Question

Find the zeroes of the polynomial $p(x) = 3x^2 - 4x - 4$. Hence, write a polynomial whose each of the zeroes is 2 more than the zeroes of $p(x)$.

Hint:

To shift roots, replace $x$ with $x - k$ in the original roots.

Answer 1

Given:
Original polynomial: \( p(x) = 3x^2 - 4x - 4 \)

The objective is to determine a new polynomial whose roots exceed the roots of the given polynomial by 2.

Step 1: Determine the roots of the original polynomial using the quadratic formula
\[x = \frac{-(-4) \pm \sqrt{(-4)^2 - 4 \cdot 3 \cdot (-4)}}{2 \cdot 3}= \frac{4 \pm \sqrt{16 + 48}}{6}= \frac{4 \pm \sqrt{64}}{6}= \frac{4 \pm 8}{6}\]
Thus, the roots are:
\[x = \frac{4 + 8}{6} = \frac{12}{6} = 2,\quadx = \frac{4 - 8}{6} = \frac{-4}{6} = -\frac{2}{3}\]
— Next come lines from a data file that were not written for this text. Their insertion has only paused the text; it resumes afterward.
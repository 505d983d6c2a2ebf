use contrib_kit::app;
use contrib_kit::config::BookmarksArgs;
use contrib_kit::utils::cli::parse_or_exit;

#[tokio::main]
async fn main() {
    let args: BookmarksArgs = parse_or_exit(1);
    std::process::exit(app::bookmarks::run(args).await);
}
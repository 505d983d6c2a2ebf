use crate::utils::error::ToolError;
use clap::Parser;

/// Parse command-line arguments, exiting with `usage_exit_code` on bad usage.
///
/// clap exits with status 2 on usage errors; each tool here has its own
/// documented status instead. `--help` and `--version` still exit 0.
pub fn parse_or_exit<P: Parser>(usage_exit_code: i32) -> P {
    match P::try_parse() {
        Ok(args) => args,
        Err(e) => {
            let _ = e.print();
            if e.use_stderr() {
                std::process::exit(usage_exit_code);
            }
            std::process::exit(0);
        }
    }
}

/// Log an error and print the user-facing form of it to stderr.
pub fn report_error(tool: &str, e: &ToolError) {
    tracing::error!(
        "{} failed: {} (Category: {:?})",
        tool,
        e,
        e.category()
    );
    tracing::debug!("Recovery suggestion: {}", e.recovery_suggestion());
    eprintln!("{}: {}", tool, e.user_friendly_message());
}
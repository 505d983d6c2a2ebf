use crate::config::BookmarksArgs;
use crate::core::bookmarks::{parse_url_list, BookmarkExporter, HttpTitleFetcher};
use crate::utils::cli::report_error;
use crate::utils::error::Result;
use crate::utils::validation::validate_range;
use std::fs::File;
use std::io::{BufWriter, Write};
use std::time::Duration;

pub async fn run(args: BookmarksArgs) -> i32 {
    let Some(settings) = super::prepare("urls-to-bookmarks", &args.common) else {
        return 1;
    };

    let delay_ms = args.delay_ms.unwrap_or(settings.bookmarks.delay_ms);
    let timeout_seconds = args.timeout_seconds.unwrap_or(settings.bookmarks.timeout_seconds);

    match export(&args, delay_ms, timeout_seconds, &settings.bookmarks.user_agent).await {
        Ok(count) => {
            tracing::info!("Wrote {} bookmarks", count);
            0
        }
        Err(e) => {
            report_error("urls-to-bookmarks", &e);
            1
        }
    }
}

async fn export(args: &BookmarksArgs, delay_ms: u64, timeout_seconds: u64, user_agent: &str) -> Result<usize> {
    validate_range("--delay-ms", delay_ms, 0, 60_000)?;
    validate_range("--timeout-seconds", timeout_seconds, 1, 300)?;

    let content = tokio::fs::read_to_string(&args.urls_file).await?;
    let urls = parse_url_list(&content);
    tracing::info!("Read {} URLs from {}", urls.len(), args.urls_file.display());

    let fetcher = HttpTitleFetcher::new(Duration::from_secs(timeout_seconds), user_agent)?;
    let exporter = BookmarkExporter::new(fetcher, Duration::from_millis(delay_ms));

    let mut out: Box<dyn Write> = match &args.output {
        Some(path) => Box::new(BufWriter::new(File::create(path)?)),
        None => Box::new(std::io::stdout().lock()),
    };
    let bookmarks = exporter.export(&urls, &mut out).await?;
    Ok(bookmarks.len())
}
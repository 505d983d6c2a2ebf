use crate::utils::error::Result;
use async_trait::async_trait;

/// Opens URLs for the user.
pub trait Launcher {
    fn launch(&self, url: &str) -> Result<()>;
}

#[async_trait]
pub trait TitleFetcher: Send + Sync {
    /// `Ok(None)` means the page had no usable `<title>`.
    async fn fetch_title(&self, url: &str) -> Result<Option<String>>;
}
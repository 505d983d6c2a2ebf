use anyhow::Result;
use contrib_kit::core::bookmarks::{BookmarkExporter, HttpTitleFetcher, FOOTER, HEADER};
use contrib_kit::core::TitleFetcher;
use httpmock::prelude::*;
use std::process::Command;
use std::time::Duration;
use tempfile::TempDir;

fn fetcher() -> HttpTitleFetcher {
    HttpTitleFetcher::new(Duration::from_secs(5), "contrib-kit-tests").unwrap()
}

#[tokio::test]
async fn test_fetch_title_from_page() -> Result<()> {
    let server = MockServer::start();
    let page = server.mock(|when, then| {
        when.method(GET).path("/article");
        then.status(200)
            .header("Content-Type", "text/html; charset=utf-8")
            .body("<html><head><title>\n  Fearless Concurrency\n</title></head><body></body></html>");
    });

    let title = fetcher().fetch_title(&server.url("/article")).await?;
    page.assert();
    assert_eq!(title.as_deref(), Some("Fearless Concurrency"));
    Ok(())
}

#[tokio::test]
async fn test_fetch_title_follows_redirects() -> Result<()> {
    let server = MockServer::start();
    let moved = server.mock(|when, then| {
        when.method(GET).path("/old");
        then.status(301).header("Location", server.url("/new"));
    });
    let target = server.mock(|when, then| {
        when.method(GET).path("/new");
        then.status(200).body("<title>New Home</title>");
    });

    let title = fetcher().fetch_title(&server.url("/old")).await?;
    moved.assert();
    target.assert();
    assert_eq!(title.as_deref(), Some("New Home"));
    Ok(())
}

#[tokio::test]
async fn test_http_errors_fall_back_to_url() -> Result<()> {
    let server = MockServer::start();
    server.mock(|when, then| {
        when.method(GET).path("/gone");
        then.status(404).body("<title>Not Found</title>");
    });
    server.mock(|when, then| {
        when.method(GET).path("/ok");
        then.status(200).body("<title>Fine</title>");
    });

    let urls = vec![server.url("/gone"), server.url("/ok")];
    let exporter = BookmarkExporter::new(fetcher(), Duration::ZERO);
    let mut out = Vec::new();
    let bookmarks = exporter.export(&urls, &mut out).await?;

    assert_eq!(bookmarks[0].title, urls[0]);
    assert_eq!(bookmarks[1].title, "Fine");

    let html = String::from_utf8(out)?;
    assert!(html.starts_with(HEADER));
    assert!(html.trim_end().ends_with(FOOTER));
    assert!(html.contains(&format!("<DT><A HREF=\"{}\">Fine</A>", urls[1])));
    Ok(())
}

#[tokio::test]
async fn test_requests_are_throttled() -> Result<()> {
    let server = MockServer::start();
    let page = server.mock(|when, then| {
        when.method(GET).path("/page");
        then.status(200).body("<title>Page</title>");
    });

    let urls = vec![server.url("/page"); 3];
    let exporter = BookmarkExporter::new(fetcher(), Duration::from_millis(100));
    let started = std::time::Instant::now();
    exporter.export(&urls, &mut Vec::new()).await?;

    page.assert_hits(3);
    assert!(started.elapsed() >= Duration::from_millis(200));
    Ok(())
}

#[test]
fn test_cli_writes_bookmarks_file() -> Result<()> {
    let server = MockServer::start();
    server.mock(|when, then| {
        when.method(GET).path("/one");
        then.status(200).body("<title>One &amp; Only</title>");
    });

    let temp_dir = TempDir::new()?;
    let urls_file = temp_dir.path().join("urls.txt");
    let output_file = temp_dir.path().join("bookmarks.html");
    std::fs::write(&urls_file, format!("{}\r\n\r\n", server.url("/one")))?;

    let status = Command::new(env!("CARGO_BIN_EXE_urls-to-bookmarks"))
        .env_remove("CONTRIB_KIT_CONFIG")
        .arg("--delay-ms")
        .arg("0")
        .arg("--output")
        .arg(&output_file)
        .arg(&urls_file)
        .status()?;
    assert!(status.success());

    let html = std::fs::read_to_string(&output_file)?;
    assert!(html.contains("One &amp; Only</A>"));
    assert_eq!(html.matches("<DT>").count(), 1);
    Ok(())
}

#[test]
fn test_cli_missing_input_exits_1() -> Result<()> {
    let temp_dir = TempDir::new()?;
    let output = Command::new(env!("CARGO_BIN_EXE_urls-to-bookmarks"))
        .env_remove("CONTRIB_KIT_CONFIG")
        .arg(temp_dir.path().join("missing.txt"))
        .output()?;

    assert_eq!(output.status.code(), Some(1));
    assert!(output.stdout.is_empty());
    Ok(())
}
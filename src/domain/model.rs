/// Outcome of trimming a mailbox.
#[derive(Debug, Clone, Copy, PartialEq, Eq)]
pub struct TrimReport {
    pub total: usize,
    pub kept: usize,
    pub removed: usize,
}

impl TrimReport {
    pub fn untouched(total: usize) -> Self {
        Self {
            total,
            kept: total,
            removed: 0,
        }
    }

    pub fn is_untouched(&self) -> bool {
        self.removed == 0
    }
}

/// One entry of a Netscape bookmarks file.
#[derive(Debug, Clone, PartialEq, Eq)]
pub struct Bookmark {
    pub url: String,
    pub title: String,
}

/// How a wrapped command finished.
#[derive(Debug, Clone, Copy, PartialEq, Eq)]
pub struct WrapOutcome {
    pub exit_code: i32,
    /// The reader of our stdout went away and the child was terminated.
    pub downstream_closed: bool,
}
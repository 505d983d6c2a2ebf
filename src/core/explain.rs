use crate::domain::ports::Launcher;
use crate::utils::error::{Result, ToolError};
use url::Url;

/// Build the explainshell query URL for `words`, joined by single spaces.
pub fn build_explain_url<S: AsRef<str>>(base_url: &str, words: &[S]) -> Result<Url> {
    let command = words
        .iter()
        .map(AsRef::as_ref)
        .collect::<Vec<_>>()
        .join(" ");

    let mut url = Url::parse(base_url)?;
    url.query_pairs_mut().append_pair("cmd", &command);
    Ok(url)
}

/// Opens URLs with the desktop's default browser.
#[derive(Debug, Clone, Copy, Default)]
pub struct SystemBrowser;

impl Launcher for SystemBrowser {
    fn launch(&self, url: &str) -> Result<()> {
        tracing::debug!("Opening {} in the default browser", url);
        open::that(url).map_err(|source| ToolError::BrowserError {
            url: url.to_string(),
            source,
        })
    }
}

pub fn explain<S: AsRef<str>, L: Launcher>(base_url: &str, words: &[S], launcher: &L) -> Result<Url> {
    let url = build_explain_url(base_url, words)?;
    launcher.launch(url.as_str())?;
    Ok(url)
}

#[cfg(test)]
mod tests {
    use super::*;
    use std::cell::RefCell;

    const BASE: &str = "http://explainshell.com/explain";

    #[derive(Default)]
    struct RecordingLauncher {
        opened: RefCell<Vec<String>>,
    }

    impl Launcher for RecordingLauncher {
        fn launch(&self, url: &str) -> Result<()> {
            self.opened.borrow_mut().push(url.to_string());
            Ok(())
        }
    }

    #[test]
    fn test_words_are_joined_and_encoded() {
        let url = build_explain_url(BASE, &["tar", "-xzvf", "a&b.tgz"]).unwrap();
        assert_eq!(url.as_str(), "http://explainshell.com/explain?cmd=tar+-xzvf+a%26b.tgz");

        let cmd: Vec<(String, String)> = url.query_pairs().into_owned().collect();
        assert_eq!(cmd, vec![("cmd".to_string(), "tar -xzvf a&b.tgz".to_string())]);
    }

    #[test]
    fn test_no_words_gives_empty_query() {
        let url = build_explain_url::<&str>(BASE, &[]).unwrap();
        assert_eq!(url.as_str(), "http://explainshell.com/explain?cmd=");
    }

    #[test]
    fn test_invalid_base_url() {
        let err = build_explain_url(BASE.trim_start_matches("http://"), &["ls"]).unwrap_err();
        assert!(matches!(err, ToolError::UrlError(_)));
    }

    #[test]
    fn test_explain_launches_built_url() {
        let launcher = RecordingLauncher::default();
        let url = explain(BASE, &["ls", "-la"], &launcher).unwrap();

        assert_eq!(launcher.opened.borrow().as_slice(), [url.to_string()]);
        assert!(url.as_str().ends_with("?cmd=ls+-la"));
    }
}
Step 2: Increase each root by 2
The new polynomial must have roots that are 2 greater than the original roots.
Therefore, the new roots are:
- \( 2 + 2 = 4 \)
- \( -\frac{2}{3} + 2 = \frac{4}{3} \)

Step 3: Construct the polynomial from the new roots
Given the roots \( x = 4 \) and \( x = \frac{4}{3} \), the polynomial is:
\[(x - 4)\left(x - \frac{4}{3}\right)\]
Expanding the factors:
\[= x^2 - \left(4 + \frac{4}{3}\right)x + 4 \cdot \frac{4}{3}= x^2 - \frac{16}{3}x + \frac{16}{3}\]
Step 4: Eliminate the fraction by multiplying the entire expression by 3
\[3 \left( x^2 - \frac{16}{3}x + \frac{16}{3} \right)= 3x^2 - 16x + 16\]
Final Answer:
The required polynomial is: \( \boxed{3x^2 - 16x + 16} \)